SITUATION You give your technically correct, canonical domain URL to a client who will put it on their website. Days go by and they forget what exactly you instructed them that your canonical/prefered domain was. Ever wondered about the practical & technical implications? And so, they choose themselves either of the below domains to list the url on their blog/news/company site:

SCENARIOS

A <a href="www.website.org">...</a>

B <a href="http://website.org">...</a>

C <a href="http://www.website.org">...</a>

GIVEN I know HOW to setup redirect via Apache to 301 all non-preferred ones to the preferred one, as well as how to set the preference in google webmastertools etc etc.

PRIMARY QUESTIONS

  • Technically, is there any speed difference between how fast A, B or C domains will load, given proper setup and assuming the others redirect 301 to the preferred one?

  • Any DNS resolving time bonuses on speed when setting either for either of above urls?

SECONDARY QUESTIONS

  • Which of the three is likely to be published by geeks, programmers and techies?
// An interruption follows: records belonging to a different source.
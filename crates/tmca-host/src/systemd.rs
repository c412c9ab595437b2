//! systemd-backed service registry
//!
//! Instances are discovered by scanning the unit directory for
//! `<prefix>.service` and `<prefix>-<suffix>.service` files.

use camino::{Utf8Path, Utf8PathBuf};
use regex::Regex;
use std::fs;
use std::process::Command;
use tmca_core::{Error, Result, ServiceInstance, ServiceKind};
use tracing::{debug, info};

use crate::process;
use crate::traits::ServiceRegistry;

/// Suffixes that belong to unrelated services sharing the prefix
/// (`klipper-mcu.service` is the host MCU daemon, not a printer)
pub const SUFFIX_BLACKLIST: &[&str] = &["None", "mcu", "obico", "bambu", "companion"];

/// Service registry driving `systemctl`
pub struct SystemdRegistry {
    unit_dir: Utf8PathBuf,
    home: Utf8PathBuf,
    use_sudo: bool,
}

impl SystemdRegistry {
    pub fn new(unit_dir: impl Into<Utf8PathBuf>, home: impl Into<Utf8PathBuf>) -> Self {
        let use_sudo = std::env::var("USER").map(|u| u != "root").unwrap_or(true);
        Self {
            unit_dir: unit_dir.into(),
            home: home.into(),
            use_sudo,
        }
    }

    /// Run `systemctl` directly instead of through `sudo`
    pub fn without_sudo(mut self) -> Self {
        self.use_sudo = false;
        self
    }

    fn unit_pattern(kind: ServiceKind) -> Result<Regex> {
        let pattern = format!(r"^{}(?:-([\w.-]+))?\.service$", kind.unit_prefix());
        Regex::new(&pattern).map_err(|e| Error::invalid_config(e.to_string()))
    }

    /// Parse a unit file name into the instance suffix
    ///
    /// Returns `None` for names that do not belong to `kind`,
    /// `Some(None)` for the unsuffixed unit.
    fn parse_unit(pattern: &Regex, file_name: &str) -> Option<Option<String>> {
        let caps = pattern.captures(file_name)?;
        match caps.get(1) {
            Some(m) if SUFFIX_BLACKLIST.contains(&m.as_str()) => None,
            Some(m) => Some(Some(m.as_str().to_string())),
            None => Some(None),
        }
    }

    /// One `systemctl <verb>` over the whole set
    fn systemctl(&self, verb: &str, instances: &[ServiceInstance]) -> Result<()> {
        if instances.is_empty() {
            return Ok(());
        }
        let units: Vec<String> = instances.iter().map(|i| i.unit_name()).collect();
        info!("systemctl {} {}", verb, units.join(" "));

        let mut cmd = if self.use_sudo {
            process::require("sudo")?;
            let mut c = Command::new("sudo");
            c.arg("systemctl");
            c
        } else {
            process::require("systemctl")?;
            Command::new("systemctl")
        };
        cmd.arg(verb).args(&units);

        process::run(&mut cmd)?;
        Ok(())
    }

    pub fn unit_dir(&self) -> &Utf8Path {
        &self.unit_dir
    }
}

impl ServiceRegistry for SystemdRegistry {
    fn discover(&self, kind: ServiceKind) -> Result<Vec<ServiceInstance>> {
        if !self.unit_dir.is_dir() {
            debug!("Unit directory {} does not exist", self.unit_dir);
            return Ok(Vec::new());
        }

        let pattern = Self::unit_pattern(kind)?;
        let mut names: Vec<String> = fs::read_dir(&self.unit_dir)?
            .filter_map(|entry| entry.ok())
            .filter_map(|entry| entry.file_name().into_string().ok())
            .collect();
        names.sort();

        let instances: Vec<ServiceInstance> = names
            .iter()
            .filter_map(|name| Self::parse_unit(&pattern, name))
            .map(|suffix| ServiceInstance::new(kind, suffix, &self.home))
            .collect();

        debug!("Discovered {} {} instance(s)", instances.len(), kind);
        Ok(instances)
    }

    fn stop_all(&self, instances: &[ServiceInstance]) -> Result<()> {
        self.systemctl("stop", instances)
    }

    fn start_all(&self, instances: &[ServiceInstance]) -> Result<()> {
        self.systemctl("start", instances)
    }

    fn restart_all(&self, instances: &[ServiceInstance]) -> Result<()> {
        self.systemctl("restart", instances)
    }
}
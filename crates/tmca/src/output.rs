//! Terminal output utilities

use console::{measure_text_width, style, Style};
use indicatif::{ProgressBar, ProgressStyle};
use std::time::Duration;

/// Print a success message
pub fn success(msg: &str) {
    println!("{} {}", style("✓").green().bold(), msg);
}

/// Print an error message
pub fn error(msg: &str) {
    eprintln!("{} {}", style("✗").red().bold(), msg);
}

/// Print a warning message
pub fn warning(msg: &str) {
    eprintln!("{} {}", style("⚠").yellow().bold(), msg);
}

/// Print an info message
pub fn info(msg: &str) {
    println!("{} {}", style("ℹ").blue().bold(), msg);
}

/// Print a progress line
pub fn status(msg: &str) {
    println!("{} {}", style("###").cyan().bold(), msg);
}

/// Print a header
pub fn header(msg: &str) {
    println!("\n{}", style(msg).bold().underlined());
}

/// Print a key-value pair
pub fn kv(key: &str, value: &str) {
    println!("  {}: {}", style(key).dim(), value);
}

/// Create a spinner
pub fn spinner(msg: &str) -> ProgressBar {
    let pb = ProgressBar::new_spinner();
    pb.set_style(
        ProgressStyle::with_template("{spinner:.blue} {msg}")
            .unwrap_or_else(|_| ProgressStyle::default_spinner())
            .tick_chars("⠋⠙⠹⠸⠼⠴⠦⠧⠇⠏"),
    );
    pb.set_message(msg.to_string());
    pb.enable_steady_tick(Duration::from_millis(100));
    pb
}

/// Print `lines` inside a frame titled `title`
pub fn boxed(title: &str, color: Style, lines: &[String]) {
    let width = lines
        .iter()
        .map(|l| measure_text_width(l))
        .chain(std::iter::once(measure_text_width(title)))
        .max()
        .unwrap_or(0)
        + 2;

    let rule = "═".repeat(width);
    println!("{}", color.apply_to(format!("╔{}╗", rule)));
    println!("{}", color.apply_to(format!("║ {:<w$} ║", title, w = width - 2)));
    println!("{}", color.apply_to(format!("╟{}╢", "─".repeat(width))));
    for line in lines {
        let pad = width - 2 - measure_text_width(line);
        println!(
            "{} {}{} {}",
            color.apply_to("║"),
            line,
            " ".repeat(pad),
            color.apply_to("║")
        );
    }
    println!("{}", color.apply_to(format!("╚{}╝", rule)));
}
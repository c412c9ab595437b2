//! Extension lifecycle controller and the stop-instances interlock

use tmca_core::{InstallationState, ManagedExtension, Result, ServiceInstance, TmcaConfig};
use tmca_host::{DialogKind, EditStatus, Host, MessageLevel, SectionEdit};
use tracing::{debug, warn};

use crate::journal::{Step, StepJournal};
use crate::outcome::{AbortReason, Failure, Operation, Outcome};

/// How the mutation phase of an operation ended, if it did not fault
pub(crate) enum Flow {
    Done,
    Abort(AbortReason),
}

/// Drives install, update and remove of the managed extension
///
/// All host access goes through the collaborators in [`Host`]; the
/// controller never stops services itself except through [`Self::interlock`].
pub struct ExtensionLifecycle {
    pub(crate) extension: ManagedExtension,
    pub(crate) host: Host,
}

impl ExtensionLifecycle {
    pub fn new(config: &TmcaConfig, host: Host) -> Self {
        Self {
            extension: ManagedExtension::from_config(config),
            host,
        }
    }

    pub fn extension(&self) -> &ManagedExtension {
        &self.extension
    }

    /// Whether update and remove have anything to work on
    pub fn is_installed(&self) -> bool {
        self.host.fs.exists(&self.extension.install_dir)
    }

    /// Derive the installation state from the install dir and artifact links
    pub fn installation_state(&self) -> InstallationState {
        let dir_exists = self.host.fs.exists(&self.extension.install_dir);
        let links: Vec<bool> = self
            .extension
            .link_pairs()
            .iter()
            .map(|(_, link)| self.host.fs.exists(link))
            .collect();

        InstallationState::from_presence(dir_exists, &links)
    }

    /// Ask before stopping `instances`; stops them on acceptance
    ///
    /// Returns `true` when the caller may proceed, which is immediately the
    /// case when there is nothing running to protect.
    pub fn interlock(&self, instances: &[ServiceInstance], operation: Operation) -> Result<bool> {
        if instances.is_empty() {
            return Ok(true);
        }

        self.host.ui.dialog(
            DialogKind::Attention,
            &[
                "Do NOT continue if there are ongoing prints running!".to_string(),
                format!(
                    "All Klipper instances will be restarted during the {} process and \
                     ongoing prints WILL FAIL.",
                    operation.noun()
                ),
            ],
        );

        let question = format!("Stop Klipper now and proceed with {}?", operation.noun());
        if !self.host.ui.confirm(&question, false, true)? {
            self.say(
                MessageLevel::Warning,
                &format!("{} aborted due to user request.", operation.title()),
            );
            return Ok(false);
        }

        self.host.services.stop_all(instances)?;
        debug!("Stopped {} instance(s)", instances.len());
        Ok(true)
    }

    pub(crate) fn say(&self, level: MessageLevel, message: &str) {
        self.host.ui.notify(level, message);
    }

    /// Close out an operation whose services were stopped by the interlock
    ///
    /// Every path through here restarts `stopped` exactly once.
    pub(crate) fn finish(
        &self,
        operation: Operation,
        stopped: &[ServiceInstance],
        result: Result<Flow>,
        journal: StepJournal,
    ) -> Result<Outcome> {
        match result {
            Ok(Flow::Done) => {
                self.resume(stopped)?;
                self.say(
                    MessageLevel::Success,
                    &format!("{} {} successfully!", self.extension.name, operation.past()),
                );
                Ok(Outcome::Completed(journal))
            }
            Ok(Flow::Abort(reason)) => {
                self.say(
                    MessageLevel::Warning,
                    &format!("{} aborted due to user request.", operation.title()),
                );
                self.report_journal(
                    "These steps completed before the abort and were kept:",
                    &journal,
                );
                self.resume(stopped)?;
                Ok(Outcome::Aborted(reason, journal))
            }
            Err(cause) => {
                self.say(
                    MessageLevel::Error,
                    &format!(
                        "Error during {} {}: {}",
                        self.extension.name,
                        operation.noun(),
                        cause
                    ),
                );
                self.report_journal(
                    "These steps completed before the error and were not reverted:",
                    &journal,
                );

                let restart_error = self.resume(stopped).err();
                if let Some(e) = &restart_error {
                    warn!("Restarting services failed: {}", e);
                    self.say(
                        MessageLevel::Error,
                        &format!("Failed to restart Klipper: {}", e),
                    );
                }

                Ok(Outcome::Failed(Failure {
                    operation,
                    cause,
                    restart_error,
                    journal,
                }))
            }
        }
    }

    fn report_journal(&self, heading: &str, journal: &StepJournal) {
        if journal.is_empty() {
            return;
        }
        self.say(MessageLevel::Info, heading);
        for step in journal.steps() {
            self.say(MessageLevel::Info, &format!("  - {}", step));
        }
    }

    /// Start previously stopped instances again
    fn resume(&self, stopped: &[ServiceInstance]) -> Result<()> {
        if stopped.is_empty() {
            return Ok(());
        }
        self.say(MessageLevel::Info, "Restarting Klipper...");
        self.host.services.start_all(stopped)
    }

    /// Back up each instance's primary config file before it is edited
    pub(crate) fn backup_configs(
        &self,
        instances: &[ServiceInstance],
        journal: &mut StepJournal,
    ) -> Result<()> {
        for instance in instances {
            let cfg = instance.cfg_file();
            if !self.host.fs.exists(&cfg) {
                continue;
            }

            let data_dir_name = instance.data_dir.file_name().unwrap_or("printer_data");
            let dest_dir = format!("{}/config", data_dir_name);
            let path = self
                .host
                .backup
                .backup_file(&cfg, &dest_dir, instance.kind.cfg_file_name())?;
            journal.record(Step::BackupCreated { path });
        }
        Ok(())
    }

    /// Report per-file results of a section edit and journal the changes
    pub(crate) fn record_edits(
        &self,
        section: &str,
        edits: Vec<SectionEdit>,
        added: bool,
        journal: &mut StepJournal,
    ) {
        for edit in edits {
            match edit.status {
                EditStatus::Changed if added => {
                    self.say(
                        MessageLevel::Info,
                        &format!("Added section [{}] to {}", section, edit.path),
                    );
                    journal.record(Step::SectionAdded {
                        section: section.to_string(),
                        path: edit.path,
                    });
                }
                EditStatus::Changed => {
                    self.say(
                        MessageLevel::Info,
                        &format!("Removed section [{}] from {}", section, edit.path),
                    );
                    journal.record(Step::SectionRemoved {
                        section: section.to_string(),
                        path: edit.path,
                    });
                }
                EditStatus::Unchanged if added => {
                    self.say(
                        MessageLevel::Info,
                        &format!("Section [{}] already present in {}", section, edit.path),
                    );
                }
                EditStatus::Unchanged => {
                    debug!("Section [{}] not present in {}", section, edit.path);
                }
                EditStatus::MissingFile => {
                    self.say(
                        MessageLevel::Warning,
                        &format!("{} not found, skipping [{}]", edit.path, section),
                    );
                }
            }
        }
    }
}
//! Install command

use anyhow::{Context, Result};
use tmca_lifecycle::ExtensionLifecycle;

use crate::output;

pub fn run(lifecycle: &ExtensionLifecycle) -> Result<()> {
    output::header(&format!("Installing {}", lifecycle.extension().name));

    let outcome = lifecycle.install().context("Installation failed")?;
    super::conclude(outcome)
}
And which likely to be published by non-geek non-programmers blog/news/companies?

  • Is it more ideally if they choose your preferred domain as URL as well as the anchor text e.g. <a href="X">X</a> instead of <a href="X">Y</a> or doesn't this matter at all?

  • Why do all major sites use www. when google clearly says that it doesnt matter which you you chose, as long as you choose and stick to it. Still don't you say its strange that Google amongst almost all top ranking websites, use the www instead of non-www?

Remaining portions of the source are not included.